Here's the submission that won the Hutter Prize in 2021: https://github.com/amargaritov/starlit It uses a LSTM to predict the next token lossily, then uses https://en.wikipedia.org/wiki/Arithmetic_coding to convert that to lossless compression. Lossless compression can definitely leverage a lossy compressor, such as via arithmetic coding. Also see: https://en.wikipedia.org/wiki/Context-adaptive_binary_arithm... which has a simple "Example" section - imagine if the top prediction made by your neural network was correct, you emit "0", if the 2nd was correct, you emit "10", if the 3rd, "110", if the 4th, "1110". As you can see, this is lossless, but the fundamental prediction is lossy, and the better that prediction is, the better the compression. (In actuality, you wouldn't waste your 1 bits like this, you'd use arithmetic coding instead).
willvarfar|1 year ago
This isn't normally what people mean by lossy compression, though. In lossy compression (e.g. mainstream media compression like JPEG) you work out what the user doesn't value and throw it away.
vlovich123|1 year ago
And that still doesn’t show how lossless compression is tied to intelligence. The example I always like to give is, “What’s more intelligent? Reciting the US war of independence Wikipedia page verbatim every time or being able to synthesize a useful summary in your own words and provide relevant contextual information such as it’s role in the French Revolution?”
tshaddox|1 year ago
These lossless compression algorithms compress a large corpus of English text from an encyclopedia.

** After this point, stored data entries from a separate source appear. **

//! Preprocessor shim.
//!
//! Supports exactly two directive shapes, the ones the corpus uses:
//! `#include "path"` (textual splice, relative to the including file's
//! directory, with a cycle guard) and a single-line function-like
//! `#define NAME(p1, p2, ...) body` with the `#param` stringify operator.
//! Anything fancier (object macros, `#ifdef`, token pasting) is simply not
//! recognized as a directive and passes through unchanged, which is fine:
//! nothing in scope ever emits one.

use crate::error::{CompileError, Result};
use crate::lexer::{is_ident_continue, is_ident_start};
use std::collections::HashMap;
use std::path::{Path, PathBuf};

struct Macro {
    params: Vec<String>,
    body: String,
}

/// Reads `path` and returns the fully include-expanded, macro-expanded
/// source text, ready for the scanner.
pub fn preprocess(path: &Path) -> Result<String> {
    let mut macros = HashMap::new();
    let mut stack = Vec::new();
    let mut out = String::new();
    expand_file(path, &mut macros, &mut stack, &mut out)?;
    Ok(out)
}

fn expand_file(
    path: &Path,
    macros: &mut HashMap<String, Macro>,
    stack: &mut Vec<PathBuf>,
    out: &mut String,
) -> Result<()> {
    let canonical = path
        .canonicalize()
        .map_err(|e| CompileError::io(path, e.to_string()))?;
    if stack.contains(&canonical) {
        return Err(CompileError::io(path, "circular #include"));
    }
    let text =
        std::fs::read_to_string(path).map_err(|e| CompileError::io(path, e.to_string()))?;
    stack.push(canonical);

    let dir = path.parent().unwrap_or_else(|| Path::new("."));
    for line in text.lines() {
        let trimmed = line.trim_start();
        if let Some(rest) = trimmed.strip_prefix("#include") {
            let included = parse_include_path(rest)
                .ok_or_else(|| CompileError::io(path, "malformed #include directive"))?;
            expand_file(&dir.join(included), macros, stack, out)?;
        } else if let Some(rest) = trimmed.strip_prefix("#define") {
            let (name, mac) = parse_define(rest)
                .ok_or_else(|| CompileError::io(path, "malformed #define directive"))?;
            macros.insert(name, mac);
            out.push('\n');
        } else {
            out.push_str(&expand_invocations(line, macros));
            out.push('\n');
        }
    }

    stack.pop();
    Ok(())
}

fn parse_include_path(rest: &str) -> Option<&str> {
    let rest = rest.trim_start();
    let rest = rest.strip_prefix('"')?;
    let end = rest.find('"')?;
    Some(&rest[..end])
}

/// Parses `NAME(p1, p2) body` (the text after `#define`) into a macro
/// name and definition.
fn parse_define(rest: &str) -> Option<(String, Macro)> {
    let rest = rest.trim_start();
    let name_end = rest.find(|c: char| !is_ident_continue(c as u8))?;
    let name = rest[..name_end].to_string();
    let rest = rest[name_end..].trim_start();
    let rest = rest.strip_prefix('(')?;
    let close = rest.find(')')?;
    let params: Vec<String> = rest[..close]
        .split(',')
        .map(|p| p.trim().to_string())
        .filter(|p| !p.is_empty())
        .collect();
    let body = rest[close + 1..].trim().to_string();
    Some((name, Macro { params, body }))
}

/// Finds every call-shaped use of a registered macro in `line` and expands
/// it. Runs to a fixed point so a macro body that itself names another
/// macro (not exercised by the corpus, but cheap to support) also expands.
fn expand_invocations(line: &str, macros: &HashMap<String, Macro>) -> String {
    let mut current = line.to_string();
    loop {
        let (expanded, changed) = expand_once(&current, macros);
        if !changed {
            return expanded;
        }
        current = expanded;
    }
}

fn expand_once(line: &str, macros: &HashMap<String, Macro>) -> (String, bool) {
    let bytes = line.as_bytes();
    let mut out = String::new();
    let mut i = 0;
    let mut changed = false;
    while i < bytes.len() {
        let c = bytes[i];
        if is_ident_start(c) {
            let start = i;
            while i < bytes.len() && is_ident_continue(bytes[i]) {
                i += 1;
            }
            let name = &line[start..i];
            let mut j = i;
            while j < bytes.len() && bytes[j].is_ascii_whitespace() {
                j += 1;
            }
            if let (Some(mac), true) = (macros.get(name), bytes.get(j) == Some(&b'(')) {
                if let Some((args, after)) = split_call_args(line, j) {
                    if args.len() == mac.params.len() {
                        out.push_str(&substitute(&mac.body, &mac.params, &args));
                        i = after;
                        changed = true;
                        continue;
                    }
                }
            }
            out.push_str(name);
        } else {
            out.push(c as char);
            i += 1;
        }
    }
    (out, changed)
}

/// Given `line[open_paren..]` starting at an opening `(`, returns the
/// top-level comma-separated argument texts and the index just past the
/// matching `)`. Tracks nested parens/brackets and skips over string and
/// character literals so commas inside them are not treated as
/// separators.
fn split_call_args(line: &str, open_paren: usize) -> Option<(Vec<String>, usize)> {
    let bytes = line.as_bytes();
    debug_assert_eq!(bytes.get(open_paren), Some(&b'('));
    let mut depth = 0i32;
    let mut i = open_paren;
    let mut arg_start = open_paren + 1;
    let mut args = Vec::new();
    while i < bytes.len() {
        match bytes[i] {
            b'(' | b'[' => depth += 1,
            b')' | b']' => {
                depth -= 1;
                if depth == 0 {
                    args.push(line[arg_start..i].trim().to_string());
                    return Some((args, i + 1));
                }
            }
            b',' if depth == 1 => {
                args.push(line[arg_start..i].trim().to_string());
                arg_start = i + 1;
            }
            b'"' | b'\'' => {
                let quote = bytes[i];
                i += 1;
                while i < bytes.len() && bytes[i] != quote {
                    if bytes[i] == b'\\' {
                        i += 1;
                    }
                    i += 1;
                }
            }
            _ => {}
        }
        i += 1;
    }
    None
}

/// Substitutes `params` with `args` in `body`, honoring the `#param`
/// stringify operator (raw argument text, internal whitespace collapsed
/// to single spaces, no escape processing).
fn substitute(body: &str, params: &[String], args: &[String]) -> String {
    let bytes = body.as_bytes();
    let mut out = String::new();
    let mut i = 0;
    while i < bytes.len() {
        if bytes[i] == b'#' && bytes.get(i + 1).is_some_and(|&c| is_ident_start(c)) {
            let start = i + 1;
            let mut j = start;
            while j < bytes.len() && is_ident_continue(bytes[j]) {
                j += 1;
            }
            let word = &body[start..j];
            if let Some(idx) = params.iter().position(|p| p == word) {
                out.push('"');
                out.push_str(&collapse_whitespace(&args[idx]));
                out.push('"');
                i = j;
                continue;
            }
        }
        if is_ident_start(bytes[i]) {
            let start = i;
            while i < bytes.len() && is_ident_continue(bytes[i]) {
                i += 1;
            }
            let word = &body[start..i];
            if let Some(idx) = params.iter().position(|p| p == word) {
                out.push_str(&args[idx]);
            } else {
                out.push_str(word);
            }
            continue;
        }
        out.push(bytes[i] as char);
        i += 1;
    }
    out
}

fn collapse_whitespace(s: &str) -> String {
    s.split_whitespace().collect::<Vec<_>>().join(" ")
}

#[cfg(test)]
mod tests {
    use super::*;

    #[test]
    fn expands_assert_macro() {
        let mut macros = HashMap::new();
        macros.insert(
            "ASSERT".to_string(),
            Macro {
                params: vec!["expect".to_string(), "expr".to_string()],
                body: "assert(expect, expr, #expr)".to_string(),
            },
        );
        let (out, changed) = expand_once("ASSERT(0, 0);", &macros);
        assert!(changed);
        assert_eq!(out, "assert(0, 0, \"0\");");
    }

    #[test]
    fn expansion_handles_nested_parens_in_arg() {
        let mut macros = HashMap::new();
        macros.insert(
            "ASSERT".to_string(),
            Macro {
                params: vec!["expect".to_string(), "expr".to_string()],
                body: "assert(expect, expr, #expr)".to_string(),
            },
        );
        let (out, _) = expand_once("ASSERT(7, (4+3)*(2-1));", &macros);
        assert_eq!(out, "assert(7, (4+3)*(2-1), \"(4+3)*(2-1)\");");
    }

    #[test]
    fn parses_define_directive() {
        let (name, mac) = parse_define(" ASSERT(expect, expr) assert(expect, expr, #expr)").unwrap();
        assert_eq!(name, "ASSERT");
        assert_eq!(mac.params, vec!["expect", "expr"]);
        assert_eq!(mac.body, "assert(expect, expr, #expr)");
    }
}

The idea is that you can compress this text more if you know more about English grammar, the subject matter of the text, logic, etc.
I think you’re distracted by the lossless part. The only difference here between lossy and lossless compression is that the lossy algorithm also needs to generate the diff between its initial output and the real target text. Clearly a lossy algorithm with lower error needs to waste fewer bits representing that error.